» Activity
Look through the data below for the line with "let availability = self", and transcribe it exactly together with each line after it up to and including the line with "pub fn offset(&self)". Give nothing else.

☆ ☆ ☆

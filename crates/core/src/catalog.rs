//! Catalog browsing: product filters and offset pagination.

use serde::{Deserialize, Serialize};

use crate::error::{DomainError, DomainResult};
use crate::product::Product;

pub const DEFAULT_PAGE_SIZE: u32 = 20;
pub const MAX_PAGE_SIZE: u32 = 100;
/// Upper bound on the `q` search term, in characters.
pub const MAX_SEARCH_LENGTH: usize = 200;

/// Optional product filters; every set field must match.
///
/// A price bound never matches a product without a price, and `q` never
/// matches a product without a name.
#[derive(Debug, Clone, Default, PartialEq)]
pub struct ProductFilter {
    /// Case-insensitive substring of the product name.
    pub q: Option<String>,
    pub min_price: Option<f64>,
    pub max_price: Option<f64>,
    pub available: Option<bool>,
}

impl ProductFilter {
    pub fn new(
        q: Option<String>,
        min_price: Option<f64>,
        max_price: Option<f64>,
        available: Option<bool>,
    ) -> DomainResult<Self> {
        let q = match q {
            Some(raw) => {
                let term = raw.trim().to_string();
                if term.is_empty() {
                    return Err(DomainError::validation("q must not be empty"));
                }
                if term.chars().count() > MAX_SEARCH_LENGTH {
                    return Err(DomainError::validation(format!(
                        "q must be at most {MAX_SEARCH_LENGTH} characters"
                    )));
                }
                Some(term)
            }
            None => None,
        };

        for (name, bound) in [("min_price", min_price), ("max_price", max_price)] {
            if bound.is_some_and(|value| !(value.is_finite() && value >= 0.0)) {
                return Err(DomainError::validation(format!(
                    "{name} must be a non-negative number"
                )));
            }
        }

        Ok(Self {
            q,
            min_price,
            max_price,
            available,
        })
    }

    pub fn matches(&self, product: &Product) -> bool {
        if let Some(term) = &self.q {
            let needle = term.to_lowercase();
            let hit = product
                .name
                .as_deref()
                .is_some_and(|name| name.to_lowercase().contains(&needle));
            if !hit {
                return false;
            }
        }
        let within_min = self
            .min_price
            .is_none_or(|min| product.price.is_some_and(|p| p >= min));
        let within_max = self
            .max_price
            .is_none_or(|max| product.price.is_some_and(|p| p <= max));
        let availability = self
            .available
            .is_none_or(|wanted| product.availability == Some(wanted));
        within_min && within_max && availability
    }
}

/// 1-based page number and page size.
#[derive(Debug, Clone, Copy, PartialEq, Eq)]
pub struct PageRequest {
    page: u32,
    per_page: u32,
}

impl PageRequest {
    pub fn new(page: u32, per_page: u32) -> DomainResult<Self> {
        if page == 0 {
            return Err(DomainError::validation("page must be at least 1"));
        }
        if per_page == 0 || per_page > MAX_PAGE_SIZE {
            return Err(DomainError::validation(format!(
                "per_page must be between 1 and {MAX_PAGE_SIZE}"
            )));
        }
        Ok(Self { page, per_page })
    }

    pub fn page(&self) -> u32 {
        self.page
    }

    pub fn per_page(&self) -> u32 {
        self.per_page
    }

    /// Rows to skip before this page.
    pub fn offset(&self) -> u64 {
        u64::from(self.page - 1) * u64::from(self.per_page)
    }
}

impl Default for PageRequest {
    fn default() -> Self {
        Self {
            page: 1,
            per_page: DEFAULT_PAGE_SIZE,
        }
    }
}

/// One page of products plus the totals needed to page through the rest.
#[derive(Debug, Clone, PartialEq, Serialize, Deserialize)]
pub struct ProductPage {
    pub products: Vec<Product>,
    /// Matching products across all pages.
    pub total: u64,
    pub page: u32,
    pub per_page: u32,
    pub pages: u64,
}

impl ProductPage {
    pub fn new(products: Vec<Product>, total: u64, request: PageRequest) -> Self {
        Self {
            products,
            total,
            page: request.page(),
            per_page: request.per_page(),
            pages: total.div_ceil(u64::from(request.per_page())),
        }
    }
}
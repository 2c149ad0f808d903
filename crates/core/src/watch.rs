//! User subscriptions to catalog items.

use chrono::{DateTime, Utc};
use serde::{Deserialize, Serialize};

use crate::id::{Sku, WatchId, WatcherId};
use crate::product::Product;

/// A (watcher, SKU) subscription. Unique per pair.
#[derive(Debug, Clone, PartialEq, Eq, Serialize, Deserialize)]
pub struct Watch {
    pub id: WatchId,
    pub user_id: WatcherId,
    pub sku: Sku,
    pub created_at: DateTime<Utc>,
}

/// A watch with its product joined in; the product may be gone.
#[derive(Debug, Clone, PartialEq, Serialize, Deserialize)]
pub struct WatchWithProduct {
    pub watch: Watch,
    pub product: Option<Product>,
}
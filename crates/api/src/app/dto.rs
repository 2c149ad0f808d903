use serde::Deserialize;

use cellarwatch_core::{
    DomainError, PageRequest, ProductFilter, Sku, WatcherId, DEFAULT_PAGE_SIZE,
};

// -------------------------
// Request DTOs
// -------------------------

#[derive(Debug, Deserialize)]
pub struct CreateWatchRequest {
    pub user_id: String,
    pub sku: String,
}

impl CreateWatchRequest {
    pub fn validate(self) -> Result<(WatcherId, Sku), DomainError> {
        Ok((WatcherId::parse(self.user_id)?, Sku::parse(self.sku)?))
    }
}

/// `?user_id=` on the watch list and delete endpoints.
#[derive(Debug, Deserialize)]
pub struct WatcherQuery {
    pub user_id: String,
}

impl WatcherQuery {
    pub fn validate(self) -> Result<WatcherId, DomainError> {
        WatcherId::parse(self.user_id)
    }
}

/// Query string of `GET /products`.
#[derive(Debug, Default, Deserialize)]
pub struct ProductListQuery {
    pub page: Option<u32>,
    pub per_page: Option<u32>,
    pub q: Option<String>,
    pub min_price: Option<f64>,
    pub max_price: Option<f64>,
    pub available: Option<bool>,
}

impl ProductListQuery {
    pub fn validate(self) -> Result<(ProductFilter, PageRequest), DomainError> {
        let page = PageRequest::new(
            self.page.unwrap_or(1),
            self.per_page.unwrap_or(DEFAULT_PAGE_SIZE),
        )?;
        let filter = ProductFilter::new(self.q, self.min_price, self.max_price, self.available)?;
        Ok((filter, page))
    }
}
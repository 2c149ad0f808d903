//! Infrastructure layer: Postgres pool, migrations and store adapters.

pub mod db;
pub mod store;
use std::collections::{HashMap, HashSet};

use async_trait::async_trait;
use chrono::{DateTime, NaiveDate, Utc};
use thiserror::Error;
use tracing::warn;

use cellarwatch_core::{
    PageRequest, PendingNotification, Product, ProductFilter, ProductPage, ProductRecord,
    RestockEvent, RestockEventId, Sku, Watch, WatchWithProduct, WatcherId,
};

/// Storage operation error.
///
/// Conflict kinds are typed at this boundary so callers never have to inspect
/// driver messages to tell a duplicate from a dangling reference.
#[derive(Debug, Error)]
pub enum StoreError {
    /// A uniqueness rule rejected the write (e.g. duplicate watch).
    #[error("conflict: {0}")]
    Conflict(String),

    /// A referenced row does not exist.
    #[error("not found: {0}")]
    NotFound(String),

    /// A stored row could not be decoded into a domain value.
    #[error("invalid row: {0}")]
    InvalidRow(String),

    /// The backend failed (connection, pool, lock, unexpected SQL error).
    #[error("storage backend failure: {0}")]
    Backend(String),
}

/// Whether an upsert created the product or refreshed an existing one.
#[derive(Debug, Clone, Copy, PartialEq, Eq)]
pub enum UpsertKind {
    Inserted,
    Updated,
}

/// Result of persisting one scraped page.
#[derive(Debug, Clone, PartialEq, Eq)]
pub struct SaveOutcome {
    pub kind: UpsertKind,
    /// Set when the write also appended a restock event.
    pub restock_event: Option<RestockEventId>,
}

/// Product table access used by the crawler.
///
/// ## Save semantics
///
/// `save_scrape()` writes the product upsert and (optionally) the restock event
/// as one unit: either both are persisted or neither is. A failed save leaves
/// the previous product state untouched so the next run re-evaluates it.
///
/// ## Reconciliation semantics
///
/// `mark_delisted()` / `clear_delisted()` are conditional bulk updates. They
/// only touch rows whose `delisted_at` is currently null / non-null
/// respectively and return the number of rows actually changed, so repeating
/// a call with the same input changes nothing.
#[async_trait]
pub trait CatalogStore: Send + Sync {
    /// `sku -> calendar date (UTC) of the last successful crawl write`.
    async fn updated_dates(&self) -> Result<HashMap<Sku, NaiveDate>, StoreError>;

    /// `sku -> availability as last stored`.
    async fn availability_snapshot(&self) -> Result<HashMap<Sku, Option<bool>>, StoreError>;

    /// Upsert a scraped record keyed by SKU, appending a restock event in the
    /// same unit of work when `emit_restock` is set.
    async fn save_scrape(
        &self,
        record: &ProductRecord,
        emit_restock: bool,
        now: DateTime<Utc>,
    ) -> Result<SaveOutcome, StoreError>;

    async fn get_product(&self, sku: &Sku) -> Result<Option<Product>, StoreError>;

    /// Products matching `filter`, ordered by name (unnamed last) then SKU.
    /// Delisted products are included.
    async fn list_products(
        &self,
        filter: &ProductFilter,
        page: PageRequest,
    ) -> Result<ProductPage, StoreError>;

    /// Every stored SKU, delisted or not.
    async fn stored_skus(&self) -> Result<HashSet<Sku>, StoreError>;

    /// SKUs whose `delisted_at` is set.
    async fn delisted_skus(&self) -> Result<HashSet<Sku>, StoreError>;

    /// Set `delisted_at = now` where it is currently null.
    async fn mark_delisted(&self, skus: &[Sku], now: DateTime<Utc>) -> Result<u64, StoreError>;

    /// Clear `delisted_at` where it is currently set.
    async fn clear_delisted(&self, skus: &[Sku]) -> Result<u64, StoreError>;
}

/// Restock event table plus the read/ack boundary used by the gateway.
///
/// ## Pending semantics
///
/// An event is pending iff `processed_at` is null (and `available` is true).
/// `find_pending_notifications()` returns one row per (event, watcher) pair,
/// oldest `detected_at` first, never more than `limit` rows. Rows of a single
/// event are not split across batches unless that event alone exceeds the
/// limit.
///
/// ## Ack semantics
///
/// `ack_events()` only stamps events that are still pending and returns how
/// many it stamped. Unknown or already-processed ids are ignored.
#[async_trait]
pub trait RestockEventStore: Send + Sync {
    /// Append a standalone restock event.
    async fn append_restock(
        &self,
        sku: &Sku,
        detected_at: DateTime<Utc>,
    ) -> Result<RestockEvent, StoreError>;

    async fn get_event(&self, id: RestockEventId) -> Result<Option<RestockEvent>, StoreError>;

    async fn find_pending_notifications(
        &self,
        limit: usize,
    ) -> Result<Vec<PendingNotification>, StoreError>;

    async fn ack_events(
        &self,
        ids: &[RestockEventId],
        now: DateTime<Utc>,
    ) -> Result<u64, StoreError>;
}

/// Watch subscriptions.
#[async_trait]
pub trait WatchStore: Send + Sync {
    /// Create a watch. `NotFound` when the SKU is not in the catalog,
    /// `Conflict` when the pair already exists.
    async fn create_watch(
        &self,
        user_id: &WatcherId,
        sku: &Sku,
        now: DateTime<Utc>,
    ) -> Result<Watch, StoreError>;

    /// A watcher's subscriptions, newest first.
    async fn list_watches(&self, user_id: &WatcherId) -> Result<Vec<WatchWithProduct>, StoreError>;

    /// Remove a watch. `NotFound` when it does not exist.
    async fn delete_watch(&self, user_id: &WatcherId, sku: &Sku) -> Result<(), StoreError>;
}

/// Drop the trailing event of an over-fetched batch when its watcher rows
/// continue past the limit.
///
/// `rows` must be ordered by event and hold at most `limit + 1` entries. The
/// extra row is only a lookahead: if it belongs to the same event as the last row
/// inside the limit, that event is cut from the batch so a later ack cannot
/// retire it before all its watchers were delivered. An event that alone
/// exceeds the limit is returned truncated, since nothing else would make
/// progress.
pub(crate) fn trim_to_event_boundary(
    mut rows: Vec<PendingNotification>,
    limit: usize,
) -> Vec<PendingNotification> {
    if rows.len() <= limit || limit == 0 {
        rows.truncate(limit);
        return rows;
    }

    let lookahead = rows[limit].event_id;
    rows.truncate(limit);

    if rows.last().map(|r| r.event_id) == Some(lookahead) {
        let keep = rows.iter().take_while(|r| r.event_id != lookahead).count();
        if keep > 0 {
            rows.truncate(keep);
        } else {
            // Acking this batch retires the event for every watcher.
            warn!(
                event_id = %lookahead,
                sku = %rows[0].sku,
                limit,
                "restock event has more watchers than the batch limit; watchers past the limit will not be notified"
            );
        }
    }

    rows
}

☆ ☆ ☆

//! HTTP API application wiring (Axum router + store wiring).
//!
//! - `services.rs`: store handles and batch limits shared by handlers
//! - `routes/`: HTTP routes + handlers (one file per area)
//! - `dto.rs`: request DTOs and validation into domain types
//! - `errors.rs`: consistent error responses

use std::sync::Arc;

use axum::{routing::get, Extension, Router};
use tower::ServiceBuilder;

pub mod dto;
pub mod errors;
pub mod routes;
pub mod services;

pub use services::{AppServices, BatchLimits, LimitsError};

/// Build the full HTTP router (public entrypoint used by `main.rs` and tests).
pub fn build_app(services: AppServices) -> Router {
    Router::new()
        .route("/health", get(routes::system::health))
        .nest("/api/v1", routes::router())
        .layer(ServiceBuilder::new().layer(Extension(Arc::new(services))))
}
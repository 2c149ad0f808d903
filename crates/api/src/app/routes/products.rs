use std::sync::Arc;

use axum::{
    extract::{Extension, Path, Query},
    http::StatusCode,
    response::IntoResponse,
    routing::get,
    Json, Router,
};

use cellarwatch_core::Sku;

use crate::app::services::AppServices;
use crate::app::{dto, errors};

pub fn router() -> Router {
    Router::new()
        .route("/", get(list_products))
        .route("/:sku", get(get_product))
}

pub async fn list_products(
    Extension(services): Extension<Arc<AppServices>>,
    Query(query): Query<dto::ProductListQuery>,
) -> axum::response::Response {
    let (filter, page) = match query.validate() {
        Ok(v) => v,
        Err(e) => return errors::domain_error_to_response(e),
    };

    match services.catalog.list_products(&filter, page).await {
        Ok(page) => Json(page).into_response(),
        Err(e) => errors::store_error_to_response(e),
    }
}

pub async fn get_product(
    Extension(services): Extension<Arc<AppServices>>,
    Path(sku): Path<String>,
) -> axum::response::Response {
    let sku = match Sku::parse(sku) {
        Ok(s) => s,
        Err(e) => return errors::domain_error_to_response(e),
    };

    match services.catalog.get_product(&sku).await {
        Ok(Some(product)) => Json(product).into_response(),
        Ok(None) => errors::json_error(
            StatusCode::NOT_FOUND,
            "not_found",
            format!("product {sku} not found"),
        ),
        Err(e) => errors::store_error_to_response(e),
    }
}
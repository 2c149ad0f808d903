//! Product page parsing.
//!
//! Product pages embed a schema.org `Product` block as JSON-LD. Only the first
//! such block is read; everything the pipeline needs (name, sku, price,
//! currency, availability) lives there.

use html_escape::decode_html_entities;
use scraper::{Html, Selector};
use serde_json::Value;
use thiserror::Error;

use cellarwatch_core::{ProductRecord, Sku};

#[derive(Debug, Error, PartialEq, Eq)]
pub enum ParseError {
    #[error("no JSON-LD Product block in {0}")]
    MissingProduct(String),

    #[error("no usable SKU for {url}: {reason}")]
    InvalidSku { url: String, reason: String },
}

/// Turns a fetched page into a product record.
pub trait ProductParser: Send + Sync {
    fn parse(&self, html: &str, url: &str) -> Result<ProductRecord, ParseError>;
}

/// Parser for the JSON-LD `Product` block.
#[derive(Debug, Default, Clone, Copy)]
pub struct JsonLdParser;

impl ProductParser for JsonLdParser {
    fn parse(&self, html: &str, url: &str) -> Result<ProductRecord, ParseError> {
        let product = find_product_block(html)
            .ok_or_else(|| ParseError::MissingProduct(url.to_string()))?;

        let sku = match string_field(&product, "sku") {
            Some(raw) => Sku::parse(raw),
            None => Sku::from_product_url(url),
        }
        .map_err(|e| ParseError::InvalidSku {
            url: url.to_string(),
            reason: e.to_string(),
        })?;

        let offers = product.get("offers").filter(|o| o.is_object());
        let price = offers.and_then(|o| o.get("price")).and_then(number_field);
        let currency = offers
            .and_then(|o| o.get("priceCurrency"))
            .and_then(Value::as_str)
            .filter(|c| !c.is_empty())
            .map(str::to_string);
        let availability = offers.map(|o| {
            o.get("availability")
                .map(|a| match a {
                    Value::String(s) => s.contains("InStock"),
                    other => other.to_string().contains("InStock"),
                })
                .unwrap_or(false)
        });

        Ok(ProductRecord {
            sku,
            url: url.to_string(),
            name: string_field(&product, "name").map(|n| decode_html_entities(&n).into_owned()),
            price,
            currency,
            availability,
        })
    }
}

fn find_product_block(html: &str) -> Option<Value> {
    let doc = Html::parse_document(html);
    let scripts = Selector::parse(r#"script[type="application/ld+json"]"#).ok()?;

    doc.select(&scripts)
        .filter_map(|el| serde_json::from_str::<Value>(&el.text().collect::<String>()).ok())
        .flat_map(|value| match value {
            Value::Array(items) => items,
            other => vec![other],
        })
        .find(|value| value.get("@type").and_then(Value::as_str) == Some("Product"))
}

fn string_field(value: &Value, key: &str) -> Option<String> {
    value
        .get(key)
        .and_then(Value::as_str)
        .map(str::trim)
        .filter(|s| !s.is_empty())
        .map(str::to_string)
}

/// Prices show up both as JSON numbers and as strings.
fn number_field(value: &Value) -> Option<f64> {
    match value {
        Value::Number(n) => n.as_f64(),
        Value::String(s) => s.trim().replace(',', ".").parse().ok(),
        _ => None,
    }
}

☆ ☆ ☆

» Result of this exercise
        let availability = self
            .available
            .is_none_or(|wanted| product.availability == Some(wanted));
        within_min && within_max && availability
    }
}

/// 1-based page number and page size.
#[derive(Debug, Clone, Copy, PartialEq, Eq)]
pub struct PageRequest {
    page: u32,
    per_page: u32,
}

impl PageRequest {
    pub fn new(page: u32, per_page: u32) -> DomainResult<Self> {
        if page == 0 {
            return Err(DomainError::validation("page must be at least 1"));
        }
        if per_page == 0 || per_page > MAX_PAGE_SIZE {
            return Err(DomainError::validation(format!(
                "per_page must be between 1 and {MAX_PAGE_SIZE}"
            )));
        }
        Ok(Self { page, per_page })
    }

    pub fn page(&self) -> u32 {
        self.page
    }

    pub fn per_page(&self) -> u32 {
        self.per_page
    }

    /// Rows to skip before this page.
    pub fn offset(&self) -> u64 {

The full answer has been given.